What needs to be done
Copy out, unchanged, every line from the start of the records to the line that contains "use crate::config::GracefulSignal;", and stop there.

Exercise materials
//! Signal delivery to a child and its process group.
//!
//! Delivery failures are logged and swallowed: the target may already be
//! gone, and termination is idempotent.

use nix::sys::signal::{kill, killpg, Signal};
use nix::unistd::Pid;

use crate::config::GracefulSignal;

impl From<GracefulSignal> for Signal {
    fn from(signal: GracefulSignal) -> Self {
        match signal {
            GracefulSignal::Term => Signal::SIGTERM,
            GracefulSignal::Int => Signal::SIGINT,
            GracefulSignal::Hup => Signal::SIGHUP,
        }
    }
}

/// Convert a child pid, refusing values that would address our own group
/// or every process.
fn target(pid: u32) -> Option<Pid> {
    i32::try_from(pid).ok().filter(|raw| *raw > 1).map(Pid::from_raw)
}

/// Send `signal` to the direct child only.
pub(crate) fn signal_child(pid: u32, signal: Signal) -> bool {
    let Some(target) = target(pid) else {
        return false;
    };
    match kill(target, signal) {
        Ok(()) => {
            tracing::debug!(pid, signal = ?signal, "Signalled child");
            true
        }
        Err(errno) => {
            tracing::debug!(pid, signal = ?signal, %errno, "Failed to signal child");
            false
        }
    }
}

/// Send SIGKILL to every process in the group led by `pgid`.
pub(crate) fn kill_group(pgid: u32) -> bool {
    let Some(target) = target(pgid) else {
        return false;
    };
    match killpg(target, Signal::SIGKILL) {
        Ok(()) => {
            tracing::debug!(pgid, "Killed process group");
            true
        }
        Err(errno) => {
            tracing::debug!(pgid, %errno, "Failed to kill process group");
            false
        }
    }
}

/// Returns true while any process, zombies included, remains in the group.
#[must_use]
pub fn group_exists(pgid: u32) -> bool {
    target(pgid).is_some_and(|target| killpg(target, None).is_ok())
}
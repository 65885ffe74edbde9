//! Spawning, output classification, and sending to a child.

use std::io::ErrorKind;
use std::time::Duration;

use childsieve::child::{ChildEvent, SendError, SpawnError, SupervisedChild};
use childsieve::sieve::Encoding;
use serde_json::json;
use tokio_test::{assert_err, assert_ok};

use super::{drain, quiet_config, stderr_text, stdout_events};

#[tokio::test]
async fn lines_arrive_in_order_before_exit() {
    let mut child = SupervisedChild::spawn("printf 'one\\ntwo\\nthree\\n'", quiet_config()).unwrap();
    let events = drain(&mut child).await;

    assert_eq!(
        stdout_events(&events),
        vec![
            ChildEvent::StdoutLine("one".into()),
            ChildEvent::StdoutLine("two".into()),
            ChildEvent::StdoutLine("three".into()),
        ]
    );
    let last = events.last().unwrap();
    assert!(matches!(last, ChildEvent::Exit(info) if info.success()));
    assert_eq!(events.iter().filter(|e| e.is_exit()).count(), 1);
}

#[tokio::test]
async fn json_lines_are_classified() {
    let mut child = SupervisedChild::spawn(
        r#"printf '{"a":1}\n[1,2]\nplain\n"str"\n'"#,
        quiet_config(),
    )
    .unwrap();
    let events = stdout_events(&drain(&mut child).await);

    assert_eq!(events.len(), 4);
    assert!(matches!(&events[0], ChildEvent::JsonObject(map) if map["a"] == json!(1)));
    assert_eq!(events[1], ChildEvent::JsonArray(vec![json!(1), json!(2)]));
    assert_eq!(events[2], ChildEvent::StdoutLine("plain".into()));
    assert_eq!(events[3], ChildEvent::StdoutLine("\"str\"".into()));
}

#[tokio::test]
async fn trailing_line_without_newline_precedes_exit() {
    let mut child = SupervisedChild::spawn("printf sentinel", quiet_config()).unwrap();
    let events = drain(&mut child).await;

    assert_eq!(events.len(), 2);
    assert_eq!(events[0], ChildEvent::StdoutLine("sentinel".into()));
    assert!(events[1].is_exit());
}

#[tokio::test]
async fn output_from_background_process_is_not_lost() {
    // The shell exits first; the subshell still holds stdout open.
    let mut child =
        SupervisedChild::spawn("(sleep 0.2; echo late) & echo early", quiet_config()).unwrap();
    let events = drain(&mut child).await;

    assert_eq!(
        stdout_events(&events),
        vec![
            ChildEvent::StdoutLine("early".into()),
            ChildEvent::StdoutLine("late".into()),
        ]
    );
    assert!(events.last().unwrap().is_exit());
}

#[tokio::test]
async fn stderr_is_delivered_unbuffered() {
    let mut child = SupervisedChild::spawn("printf 'no newline' >&2", quiet_config()).unwrap();
    let events = drain(&mut child).await;

    assert_eq!(stderr_text(&events), "no newline");
    assert!(stdout_events(&events).is_empty());
}

#[tokio::test]
async fn exit_code_is_reported() {
    let mut child = SupervisedChild::spawn("exit 3", quiet_config()).unwrap();
    let info = child.wait().await.unwrap();

    assert_eq!(info.code, Some(3));
    assert_eq!(info.exit_code(), 3);
    assert!(!info.success());
    assert_eq!(child.exit_info(), Some(info));
    assert!(!child.is_running());
}

#[tokio::test]
async fn send_round_trips_through_cat() {
    let mut child = SupervisedChild::spawn("cat", quiet_config()).unwrap();
    assert!(child.is_running());

    assert_ok!(child.send(&json!({"hello": "world"})).await);
    let event = child.recv().await.unwrap();
    assert!(matches!(event, ChildEvent::JsonObject(ref map) if map["hello"] == "world"));

    assert_ok!(child.send(&json!(["a", 1, null])).await);
    assert_eq!(
        child.recv().await,
        Some(ChildEvent::JsonArray(vec![json!("a"), json!(1), json!(null)]))
    );

    let info = child.close().await.unwrap();
    assert!(info.signal.is_some() || info.code.is_some());
    assert!(matches!(child.recv().await, Some(ChildEvent::Exit(_))));
    assert_eq!(child.recv().await, None);
}

#[tokio::test]
async fn send_after_exit_is_rejected() {
    let child = SupervisedChild::spawn("true", quiet_config()).unwrap();
    child.wait().await.unwrap();

    let err = assert_err!(child.send(&json!({"late": true})).await);
    assert!(matches!(err, SendError::NotRunning { pid } if pid == child.pid()));
}

#[tokio::test]
async fn missing_working_directory_fails_to_spawn() {
    let config = quiet_config().with_cwd("/nonexistent/childsieve/dir");
    let err = assert_err!(SupervisedChild::spawn("true", config));

    assert!(matches!(err, SpawnError::Io { .. }));
    assert_eq!(err.io_kind(), Some(ErrorKind::NotFound));
}

#[tokio::test]
async fn missing_program_without_shell_fails_to_spawn() {
    let config = quiet_config().with_shell(false);
    let err = assert_err!(SupervisedChild::spawn("childsieve-no-such-program --flag", config));

    assert_eq!(err.io_kind(), Some(ErrorKind::NotFound));
    assert!(err.to_string().contains("childsieve-no-such-program"));
}

#[tokio::test]
async fn missing_program_through_shell_exits_nonzero() {
    let mut child = SupervisedChild::spawn("childsieve-no-such-program", quiet_config()).unwrap();
    let events = drain(&mut child).await;

    assert!(!stderr_text(&events).is_empty());
    assert!(matches!(events.last(), Some(ChildEvent::Exit(info)) if info.code == Some(127)));
}

#[tokio::test]
async fn working_directory_is_applied() {
    let dir = tempfile::tempdir().unwrap();
    let expected = dir.path().canonicalize().unwrap();
    let mut child =
        SupervisedChild::spawn("pwd -P", quiet_config().with_cwd(dir.path())).unwrap();
    let events = stdout_events(&drain(&mut child).await);

    assert_eq!(
        events,
        vec![ChildEvent::StdoutLine(expected.display().to_string())]
    );
}

#[tokio::test]
async fn latin1_output_is_decoded() {
    let config = quiet_config().with_encoding(Encoding::Latin1);
    let mut child = SupervisedChild::spawn(r"printf 'caf\351\n'", config).unwrap();
    let events = stdout_events(&drain(&mut child).await);

    assert_eq!(events, vec![ChildEvent::StdoutLine("café".into())]);
}

#[tokio::test]
async fn kill_on_exit_registers_until_exit() {
    use childsieve::child::registered_groups;

    let config = quiet_config().with_kill_on_exit(true);
    let child = SupervisedChild::spawn("sleep 5", config).unwrap();
    assert!(registered_groups().contains(&child.pid()));

    let info = tokio::time::timeout(Duration::from_secs(5), child.close())
        .await
        .unwrap()
        .unwrap();
    assert!(info.signal.is_some() || info.code.is_some());
    assert!(!registered_groups().contains(&child.pid()));
}

#[tokio::test]
async fn blocked_send_does_not_delay_exit() {
    use nix::sys::signal::{killpg, Signal};
    use nix::unistd::Pid;

    // The background sleep inherits stdin and never reads it.
    let mut child = SupervisedChild::spawn(
        "(sleep 30 >/dev/null 2>&1 &); echo ready; sleep 0.5; echo bye",
        quiet_config(),
    )
    .unwrap();
    let mut events = child.take_events().unwrap();
    assert_eq!(
        events.recv().await,
        Some(ChildEvent::StdoutLine("ready".into()))
    );

    // Far larger than a pipe buffer, so the write blocks.
    let payload = json!({"blob": "x".repeat(1 << 20)});
    let send = child.send(&payload);
    tokio::pin!(send);

    let mut rest = Vec::new();
    let mut send_result = None;
    let drained = tokio::time::timeout(Duration::from_secs(5), async {
        loop {
            tokio::select! {
                result = &mut send, if send_result.is_none() => send_result = Some(result),
                event = events.recv() => match event {
                    Some(event) => {
                        let done = event.is_exit();
                        rest.push(event);
                        if done {
                            break;
                        }
                    }
                    None => break,
                },
            }
        }
    })
    .await;

    assert!(drained.is_ok(), "Exit was held back by the pending write");
    assert_eq!(rest.first(), Some(&ChildEvent::StdoutLine("bye".into())));
    assert!(rest.last().is_some_and(ChildEvent::is_exit));

    // Killing the holder of stdin fails the pending write.
    let pgid = Pid::from_raw(i32::try_from(child.pid()).unwrap());
    let _ = killpg(pgid, Signal::SIGKILL);
    let result = match send_result {
        Some(result) => result,
        None => tokio::time::timeout(Duration::from_secs(5), send)
            .await
            .unwrap(),
    };
    assert!(matches!(result, Err(SendError::NotRunning { .. })));
    assert_err!(child.send(&json!({"after": "exit"})).await);
}
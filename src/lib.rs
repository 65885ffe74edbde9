//! childsieve - supervise child processes that speak line-delimited JSON.
//!
//! A [`sieve::StreamSieve`] splits arbitrary text chunks into lines and
//! classifies each one as a JSON object, a JSON array, or a raw line.
//! On Unix, [`child::SupervisedChild`] runs a command in its own process
//! group, feeds its stdout through a sieve, and tears the whole group down
//! on close. [`adapter`] is the other end of the pipe for programs being
//! supervised.

pub mod adapter;
#[cfg(unix)]
pub mod child;
pub mod config;
#[cfg(unix)]
pub mod display;
pub mod sieve;
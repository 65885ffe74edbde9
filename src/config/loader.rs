//! Configuration file loader.

use std::path::{Path, PathBuf};

use super::SupervisorConfig;

/// File name searched for in the current directory.
pub const LOCAL_CONFIG_FILE: &str = ".childsieve.toml";

/// Configuration loader that searches multiple locations.
#[derive(Debug)]
pub struct ConfigLoader {
    /// Search paths in order of priority.
    search_paths: Vec<PathBuf>,
}

impl ConfigLoader {
    /// Create a new config loader with default search paths.
    #[must_use]
    pub fn new() -> Self {
        let mut search_paths = vec![PathBuf::from(LOCAL_CONFIG_FILE)];

        if let Some(config_dir) = dirs::config_dir() {
            search_paths.push(config_dir.join("childsieve").join("config.toml"));
        }

        Self { search_paths }
    }

    /// Create a config loader with a specific config file path.
    #[must_use]
    pub fn with_path(path: impl Into<PathBuf>) -> Self {
        Self {
            search_paths: vec![path.into()],
        }
    }

    /// Load configuration from the first available file, or return defaults.
    ///
    /// # Errors
    ///
    /// Returns an error if a config file exists but cannot be parsed.
    pub fn load(&self) -> Result<SupervisorConfig, ConfigError> {
        match self.find_config_file() {
            Some(path) => {
                tracing::debug!(path = %path.display(), "Loading config file");
                Self::load_from_path(&path)
            }
            None => {
                tracing::debug!("No config file found, using defaults");
                Ok(SupervisorConfig::default())
            }
        }
    }

    fn load_from_path(path: &Path) -> Result<SupervisorConfig, ConfigError> {
        let content = std::fs::read_to_string(path).map_err(|e| ConfigError::ReadError {
            path: path.to_path_buf(),
            source: e,
        })?;

        toml::from_str(&content).map_err(|e| ConfigError::ParseError {
            path: path.to_path_buf(),
            source: e,
        })
    }

    #[must_use]
    pub fn search_paths(&self) -> &[PathBuf] {
        &self.search_paths
    }

    /// Find the first config file that exists.
    #[must_use]
    pub fn find_config_file(&self) -> Option<PathBuf> {
        self.search_paths.iter().find(|p| p.exists()).cloned()
    }
}

impl Default for ConfigLoader {
    fn default() -> Self {
        Self::new()
    }
}

/// Errors that can occur during configuration loading.
#[derive(Debug, thiserror::Error)]
pub enum ConfigError {
    #[error("Failed to read config file {path}: {source}")]
    ReadError {
        path: PathBuf,
        source: std::io::Error,
    },

    #[error("Failed to parse config file {path}: {source}")]
    ParseError {
        path: PathBuf,
        source: toml::de::Error,
    },
}
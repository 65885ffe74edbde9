//! Per-child task multiplexing stdout, stderr, and process exit.

use std::sync::Arc;

use tokio::io::{AsyncRead, AsyncReadExt};
use tokio::process::{Child, ChildStdin};
use tokio::sync::{mpsc, watch, Mutex};

use super::cleanup;
use super::tracker::{ExitTracker, Pipe};
use super::{ChildEvent, ChildState, ExitInfo};
use crate::sieve::{Decoder, StreamSieve};

/// Read size for child output pipes.
const READ_CHUNK_SIZE: usize = 8192;

#[derive(Debug)]
enum PipeMessage {
    Data(Pipe, Vec<u8>),
    Ended(Pipe),
}

/// Forward raw chunks from one pipe, then report its end exactly once.
async fn pump<R>(pipe: Pipe, mut reader: R, tx: mpsc::UnboundedSender<PipeMessage>)
where
    R: AsyncRead + Unpin,
{
    let mut buf = vec![0u8; READ_CHUNK_SIZE];
    loop {
        match reader.read(&mut buf).await {
            Ok(0) => break,
            Ok(n) => {
                if tx.send(PipeMessage::Data(pipe, buf[..n].to_vec())).is_err() {
                    return;
                }
            }
            Err(e) => {
                tracing::debug!(?pipe, error = %e, "Child pipe read failed, treating as end");
                break;
            }
        }
    }
    let _ = tx.send(PipeMessage::Ended(pipe));
}

/// Everything the driver task owns for one child.
pub(crate) struct Driver {
    pub(crate) pid: u32,
    pub(crate) child: Child,
    pub(crate) sieve: StreamSieve,
    pub(crate) stderr_decoder: Decoder,
    pub(crate) stdin: Arc<Mutex<Option<ChildStdin>>>,
    pub(crate) events: mpsc::UnboundedSender<ChildEvent>,
    pub(crate) state: watch::Sender<ChildState>,
    pub(crate) finalized: watch::Sender<Option<ExitInfo>>,
    pub(crate) registered: bool,
}

impl Driver {
    /// Start pumping both pipes and drive the child until its exit is
    /// synchronized.
    pub(crate) fn start<O, E>(self, stdout: O, stderr: E)
    where
        O: AsyncRead + Unpin + Send + 'static,
        E: AsyncRead + Unpin + Send + 'static,
    {
        let (pipe_tx, pipe_rx) = mpsc::unbounded_channel();
        tokio::spawn(pump(Pipe::Stdout, stdout, pipe_tx.clone()));
        tokio::spawn(pump(Pipe::Stderr, stderr, pipe_tx));
        tokio::spawn(self.run(pipe_rx));
    }

    async fn run(mut self, mut pipes: mpsc::UnboundedReceiver<PipeMessage>) {
        let mut tracker = ExitTracker::default();

        loop {
            tokio::select! {
                message = pipes.recv(), if !tracker.streams_ended() => match message {
                    Some(PipeMessage::Data(Pipe::Stdout, bytes)) => {
                        for event in self.sieve.observe_bytes(&bytes) {
                            self.emit(event.into());
                        }
                    }
                    Some(PipeMessage::Data(Pipe::Stderr, bytes)) => {
                        let text = self.stderr_decoder.decode(&bytes);
                        if !text.is_empty() {
                            self.emit(ChildEvent::StderrData(text));
                        }
                    }
                    Some(PipeMessage::Ended(pipe)) => {
                        if pipe == Pipe::Stderr {
                            let tail = self.stderr_decoder.finish();
                            if !tail.is_empty() {
                                self.emit(ChildEvent::StderrData(tail));
                            }
                        }
                        tracker.stream_ended(pipe);
                    }
                    None => {
                        tracker.stream_ended(Pipe::Stdout);
                        tracker.stream_ended(Pipe::Stderr);
                    }
                },
                status = self.child.wait(), if !tracker.has_exited() => {
                    let info = match status {
                        Ok(status) => ExitInfo::from(status),
                        Err(e) => {
                            tracing::warn!(pid = self.pid, error = %e, "Failed to wait for child");
                            ExitInfo::default()
                        }
                    };
                    tracing::debug!(pid = self.pid, ?info, "Child process exited");
                    self.state.send_replace(ChildState::Exited(info));
                    // A blocked send holds the lock; it drops stdin itself
                    // once its write returns.
                    if let Ok(mut stdin) = self.stdin.try_lock() {
                        stdin.take();
                    }
                    tracker.child_exited(info);
                }
            }

            if let Some(info) = tracker.try_finalize() {
                self.finalize(info);
                return;
            }
        }
    }

    /// Flush the sieve, then publish `Exit` as the last event.
    fn finalize(&mut self, info: ExitInfo) {
        if let Some(event) = self.sieve.close() {
            self.emit(event.into());
        }
        if self.registered {
            cleanup::unregister(self.pid);
        }
        tracing::debug!(pid = self.pid, ?info, "Child exit synchronized");
        self.emit(ChildEvent::Exit(info));
        self.finalized.send_replace(Some(info));
    }

    fn emit(&self, event: ChildEvent) {
        // The caller may have dropped its receiver; supervision continues.
        let _ = self.events.send(event);
    }
}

Written solution
//! Signal delivery to a child and its process group.
//!
//! Delivery failures are logged and swallowed: the target may already be
//! gone, and termination is idempotent.

use nix::sys::signal::{kill, killpg, Signal};
use nix::unistd::Pid;

use crate::config::GracefulSignal;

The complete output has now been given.